» **What needs to be done**
Beginning with the line where "Behaves exactly like" occurs, set down each line of the records through the final one, exactly and without additions.
===== Material supplied =====
impl Accessor {
    /// Builds an accessor from steps in traversal order.
    ///
    /// Each step must be declared on the value type of the previous one,
    /// ignoring `Option` wrappers.
    pub fn from_steps(steps: impl IntoIterator<Item = Step>) -> Result<Self, ConstructionError> {
        let steps: Vec<Step> = steps.into_iter().collect();
        if steps.is_empty() {
            return Err(ConstructionError::EmptyPath);
        }

        for (index, pair) in steps.windows(2).enumerate() {
            let expected = pair[0].value_info().strip_nullable().ty();
            let found = pair[1].owner_type();
            if expected != found {
                return Err(ConstructionError::Disconnected {
                    index: index + 1,
                    expected: expected.path(),
                    found: found.path(),
                });
            }
        }

        Ok(Self::assemble(steps))
    }

    fn assemble(mut steps: Vec<Step>) -> Self {
        let name: String = steps.iter().map(Step::token).collect();
        let kind = match steps.len() {
            1 => match steps.pop() {
                Some(step @ Step::Member(_)) => AccessorKind::Member(step),
                Some(step @ Step::Index(_)) => AccessorKind::Index(step),
                Some(step @ Step::Method(_)) => AccessorKind::Method(step),
                None => unreachable!("length was checked"),
            },
            _ => AccessorKind::Chain(steps.into()),
        };

        Self {
            kind,
            name: name.into(),
        }
    }

    /// A single field of `T`.
    pub fn member<T: Typed>(name: &str) -> Result<Self, ConstructionError> {
        Step::member(T::type_info(), name).map(|step| Self::assemble(vec![step]))
    }

    /// A single element of the list or array type `L`.
    pub fn index<L: Typed>(index: usize) -> Result<Self, ConstructionError> {
        Step::index(L::type_info(), index).map(|step| Self::assemble(vec![step]))
    }

    /// A single method of `T`.
    pub fn method<T: Typed>(name: &str, arg: Option<Constant>) -> Result<Self, ConstructionError> {
        Step::method(T::type_info(), name, arg).map(|step| Self::assemble(vec![step]))
    }

    /// Parses a path over `T` without captured variables.
    ///
    /// See [`parse_with`](Self::parse_with) for the syntax.
    pub fn parse<T: Typed>(path: &str) -> Result<Self, ConstructionError> {
        Self::parse_with::<T>(path, &Captures::new())
    }

    /// Parses a path over `T`.
    ///
    /// The path is either a closure, `|x| x.child.items[i + 1]`, or a rooted
    /// shorthand, `.child.items[i + 1]`. Index expressions and method
    /// arguments are folded to constants now, reading captured variables
    /// from `captures`; later changes to those variables do not affect the
    /// accessor.
    ///
    /// # Examples
    ///
    /// ```
    /// use pathbind_access::{Accessor, Captures};
    /// use pathbind_reflect::derive::Reflect;
    ///
    /// #[derive(Reflect)]
    /// struct Scores {
    ///     values: Vec<u32>,
    /// }
    ///
    /// #[derive(Reflect)]
    /// struct Cursor {
    ///     position: usize,
    /// }
    ///
    /// let mut cursor = Cursor { position: 1 };
    /// let second = Accessor::parse_with::<Scores>(
    ///     "|s| s.values[cursor.position]",
    ///     &Captures::new().with("cursor", &cursor),
    /// )
    /// .unwrap();
    /// cursor.position = 0;
    ///
    /// let scores = Scores { values: vec![10, 20] };
    /// assert_eq!(second.name(), "values[1]");
    /// assert_eq!(second.get_value(&scores).unwrap().downcast_ref::<u32>(), Some(&20));
    /// ```
    pub fn parse_with<T: Typed>(path: &str, captures: &Captures<'_>) -> Result<Self, ConstructionError> {
        Self::parse_for(T::type_info(), path, captures)
    }

    /// Parses a path over the type described by `root`.
    pub fn parse_for(
        root: &'static TypeInfo,
        path: &str,
        captures: &Captures<'_>,
    ) -> Result<Self, ConstructionError> {
        parser::parse_steps(root, path, captures).map(Self::assemble)
    }

    // -------------------------------------------------------------------------
    // Shape

    #[inline]
    pub fn kind(&self) -> &AccessorKind {
        &self.kind
    }

    /// Steps in traversal order, never empty.
    #[inline]
    pub fn steps(&self) -> &[Step] {
        match &self.kind {
            AccessorKind::Member(step) | AccessorKind::Index(step) | AccessorKind::Method(step) => {
                core::slice::from_ref(step)
            }
            AccessorKind::Chain(steps) => steps,
        }
    }

    #[inline]
    fn first(&self) -> &Step {
        &self.steps()[0]
    }

    #[inline]
    fn last(&self) -> &Step {
        let steps = self.steps();
        &steps[steps.len() - 1]
    }

    /// Step tokens concatenated in traversal order, e.g. `childitems[2]`.
    #[inline]
    pub fn name(&self) -> &str {
        &self.name
    }

    /// The final member name, prefixed with the previous token when the
    /// path ends in an index or method.
    pub fn field_name(&self) -> Cow<'_, str> {
        let steps = self.steps();
        match (steps, self.last()) {
            (_, Step::Member(_)) | ([_], _) => self.last().token(),
            (_, last) => {
                let previous = steps[steps.len() - 2].token();
                Cow::Owned(format!("{previous}{}", last.token()))
            }
        }
    }

    /// The type the accessor is evaluated against.
    #[inline]
    pub fn declaring_type(&self) -> &'static Type {
        self.first().owner_type()
    }

    /// The type declaring the final step.
    #[inline]
    pub fn owner_type(&self) -> &'static Type {
        self.last().owner_type()
    }

    /// The declared type of the final value, possibly an `Option`.
    #[inline]
    pub fn value_type(&self) -> &'static Type {
        self.last().value_type()
    }

    #[inline]
    pub fn value_info(&self) -> &'static TypeInfo {
        self.last().value_info()
    }

    /// Whether [`set_value`](Self::set_value) can succeed.
    ///
    /// The final step must be writable and no step may be a method, since
    /// method results are temporaries.
    pub fn is_writable(&self) -> bool {
        self.last().is_writable() && !self.steps().iter().any(|step| matches!(step, Step::Method(_)))
    }

    // -------------------------------------------------------------------------
    // Composition

    /// This path with `step` in front.
    pub fn prepend(&self, step: Step) -> Result<Self, ConstructionError> {
        Self::from_steps(core::iter::once(step).chain(self.steps().iter().cloned()))
    }

    /// This path with all of `parent`'s steps in front.
    pub fn prepend_accessor(&self, parent: &Accessor) -> Result<Self, ConstructionError> {
        parent.child_accessor(self)
    }

    /// This path followed by all of `child`'s steps.
    pub fn child_accessor(&self, child: &Accessor) -> Result<Self, ConstructionError> {
        Self::from_steps(self.steps().iter().chain(child.steps()).cloned())
    }

    /// This path followed by `path`, parsed against this accessor's value
    /// type.
    ///
    /// # Examples
    ///
    /// ```
    /// use pathbind_access::{Accessor, Captures};
    /// use pathbind_reflect::derive::Reflect;
    ///
    /// #[derive(Reflect)]
    /// struct Outer {
    ///     inner: Inner,
    /// }
    ///
    /// #[derive(Reflect)]
    /// struct Inner {
    ///     flags: Vec<bool>,
    /// }
    ///
    /// let inner = Accessor::parse::<Outer>(".inner").unwrap();
    /// let flag = inner.child_path(".flags[0]", &Captures::new()).unwrap();
    /// assert_eq!(flag, Accessor::parse::<Outer>(".inner.flags[0]").unwrap());
    /// ```
    pub fn child_path(&self, path: &str, captures: &Captures<'_>) -> Result<Self, ConstructionError> {
        let child = Self::parse_for(self.value_info().strip_nullable(), path, captures)?;
        self.child_accessor(&child)
    }

    // -------------------------------------------------------------------------
    // Evaluation

    /// Reads the value at the end of the path.
    ///
    /// Returns `None` if any value on the way is absent, if an index is out
    /// of range, or if `root` is not of the declaring type. A final `Option`
    /// is unwrapped.
    pub fn get_value<'r>(&self, root: &'r dyn Reflect) -> Option<Value<'r>> {
        if root.ty_id() != self.declaring_type().id() {
            return None;
        }

        let mut current = Value::Borrowed(root);
        for step in self.steps() {
            current = step.read(current.settle()?)?;
        }
        current.settle()
    }

    /// Writes `value` at the end of the path.
    ///
    /// A value of `T` is accepted for a final `Option<T>` and wrapped in
    /// `Some`. If any value on the way is absent nothing happens and `Ok` is
    /// returned; intermediate values are never created.
    ///
    /// # Errors
    ///
    /// Errors that do not depend on the data, checked before anything is
    /// touched: the path is not [writable](Self::is_writable), `root` is not
    /// of the declaring type, or `value` has the wrong type.
    pub fn set_value(&self, root: &mut dyn Reflect, value: Box<dyn Reflect>) -> Result<(), AccessError> {
        if !self.is_writable() {
            return Err(AccessError::ReadOnly {
                name: self.name.to_string(),
            });
        }

        let expected = self.declaring_type();
        if root.ty_id() != expected.id() {
            return Err(AccessError::RootMismatch {
                expected: expected.path(),
                found: root.reflect_type_path(),
            });
        }

        let value = self.prepare(value)?;

        let (last, init) = match self.steps().split_last() {
            Some(split) => split,
            None => return Ok(()),
        };

        let mut current = root;
        for step in init {
            let Some(next) = settle_mut(current).and_then(|target| step.read_mut(target)) else {
                return Ok(());
            };
            current = next;
        }

        let Some(slot) = settle_mut(current).and_then(|target| last.read_mut(target)) else {
            return Ok(());
        };

        slot.set(value).map_err(|value| AccessError::TypeMismatch {
            expected: self.value_type().path(),
            found: value.reflect_type_path(),
        })
    }

    /// Checks `value` against the value type, wrapping a bare `T` for a
    /// final `Option<T>`.
    fn prepare(&self, value: Box<dyn Reflect>) -> Result<Box<dyn Reflect>, AccessError> {
        let expected = self.value_info();
        if value.ty_id() == expected.type_id() {
            return Ok(value);
        }

        let mismatch = |found: &dyn Reflect| AccessError::TypeMismatch {
            expected: expected.type_path(),
            found: found.reflect_type_path(),
        };

        match expected.as_nullable() {
            Some(nullable) if value.ty_id() == nullable.inner().id() => {
                nullable.some(value).map_err(|value| mismatch(&*value))
            }
            _ => Err(mismatch(&*value)),
        }
    }

    /// A getter with each step specialised up front.
    ///
    /// Behaves exactly like [`get_value`](Self::get_value).
    pub fn to_compiled_callable(&self) -> CompiledGetter {
        CompiledGetter::compile(self)
    }
}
=====
» **Reply**
    /// Behaves exactly like [`get_value`](Self::get_value).
    pub fn to_compiled_callable(&self) -> CompiledGetter {
        CompiledGetter::compile(self)
    }
}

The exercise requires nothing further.